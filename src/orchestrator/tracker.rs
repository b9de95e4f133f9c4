//! Per-job results, the run log, and ETA projection.

use crate::progress::StatusCounts;
use serde::{Deserialize, Serialize};
use std::collections::VecDeque;
use std::time::Duration;

#[derive(Debug, Clone, Copy, PartialEq, Eq, Serialize, Deserialize)]
#[serde(rename_all = "SCREAMING_SNAKE_CASE")]
pub enum RunStatus {
    Succeeded,
    Failed,
    TimedOut,
    Skipped,
}

impl RunStatus {
    pub fn as_str(self) -> &'static str {
        match self {
            RunStatus::Succeeded => "SUCCEEDED",
            RunStatus::Failed => "FAILED",
            RunStatus::TimedOut => "TIMED_OUT",
            RunStatus::Skipped => "SKIPPED",
        }
    }
}

/// Outcome of one combination.
#[derive(Debug, Clone, PartialEq, Serialize, Deserialize)]
pub struct RunResult {
    pub index: usize,
    pub combination: String,
    #[serde(skip_serializing_if = "Option::is_none")]
    pub output_name: Option<String>,
    pub status: RunStatus,
    #[serde(with = "duration_ms")]
    pub elapsed: Duration,
    #[serde(skip_serializing_if = "Option::is_none")]
    pub job_id: Option<String>,
    #[serde(skip_serializing_if = "Option::is_none")]
    pub error: Option<String>,
    /// Last output file the server recorded for the job.
    #[serde(skip_serializing_if = "Option::is_none")]
    pub output: Option<String>,
}

mod duration_ms {
    use serde::{Deserialize, Deserializer, Serializer};
    use std::time::Duration;

    pub fn serialize<S: Serializer>(d: &Duration, s: S) -> Result<S::Ok, S::Error> {
        s.serialize_u64(d.as_millis() as u64)
    }

    pub fn deserialize<'de, D: Deserializer<'de>>(d: D) -> Result<Duration, D::Error> {
        Ok(Duration::from_millis(u64::deserialize(d)?))
    }
}

/// Rolling average of recent job durations.
#[derive(Debug, Clone)]
pub struct EtaTracker {
    window: usize,
    samples: VecDeque<Duration>,
}

impl EtaTracker {
    pub fn new(window: usize) -> Self {
        Self {
            window: window.max(1),
            samples: VecDeque::new(),
        }
    }

    pub fn record(&mut self, elapsed: Duration) {
        if self.samples.len() == self.window {
            self.samples.pop_front();
        }
        self.samples.push_back(elapsed);
    }

    pub fn average(&self) -> Option<Duration> {
        if self.samples.is_empty() {
            return None;
        }
        let sum: Duration = self.samples.iter().sum();
        Some(sum / self.samples.len() as u32)
    }

    /// Average duration × jobs not yet attempted.
    pub fn eta(&self, remaining: usize) -> Option<Duration> {
        if remaining == 0 {
            return None;
        }
        let remaining = u32::try_from(remaining).unwrap_or(u32::MAX);
        self.average()
            .map(|avg| avg.checked_mul(remaining).unwrap_or(Duration::MAX))
    }
}

/// Everything a finished (or stopped) run produced.
#[derive(Debug, Clone, Serialize)]
pub struct RunReport {
    pub results: Vec<RunResult>,
    /// Size of the full combination product.
    pub total: usize,
    /// Combinations the run intended to attempt after the limit.
    pub planned: usize,
    pub cancelled: bool,
    /// Some submission could not reach the server at all.
    pub unreachable: bool,
    /// Reason the run stopped early, when a fatal error or stop policy ended it.
    #[serde(skip_serializing_if = "Option::is_none")]
    pub aborted: Option<String>,
    /// RFC 3339 wall-clock bounds of the run.
    pub started_at: String,
    pub finished_at: String,
}

impl RunReport {
    pub fn counts(&self) -> StatusCounts {
        count(&self.results)
    }

    /// Planned combinations that were never attempted.
    pub fn not_attempted(&self) -> usize {
        self.planned.saturating_sub(self.results.len())
    }

    /// Process exit code for the run.
    ///
    /// Strict mode fails on any FAILED or TIMED_OUT job; otherwise only an
    /// unreachable server or an aborted run fails.
    pub fn exit_code(&self, strict: bool) -> i32 {
        if self.cancelled {
            return 130;
        }
        let counts = self.counts();
        if self.unreachable || self.aborted.is_some() {
            return 1;
        }
        if strict && (counts.failed > 0 || counts.timed_out > 0) {
            return 1;
        }
        0
    }
}

pub(crate) fn count(results: &[RunResult]) -> StatusCounts {
    let mut counts = StatusCounts::default();
    for r in results {
        match r.status {
            RunStatus::Succeeded => counts.succeeded += 1,
            RunStatus::Failed => counts.failed += 1,
            RunStatus::TimedOut => counts.timed_out += 1,
            RunStatus::Skipped => counts.skipped += 1,
        }
    }
    counts
}

/// `1h 2m 3.4s` style rendering for logs and summaries.
pub fn format_duration(d: Duration) -> String {
    let total = d.as_secs_f64();
    let hours = (total / 3600.0).floor() as u64;
    let minutes = ((total % 3600.0) / 60.0).floor() as u64;
    let seconds = total % 60.0;
    format!("{}h {}m {:.1}s", hours, minutes, seconds)
}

━━━━

Wherever the word "impl" shows up in the material, copy the line it is on.

Answer to the exercise:
impl RunStatus {
impl EtaTracker {
impl RunReport {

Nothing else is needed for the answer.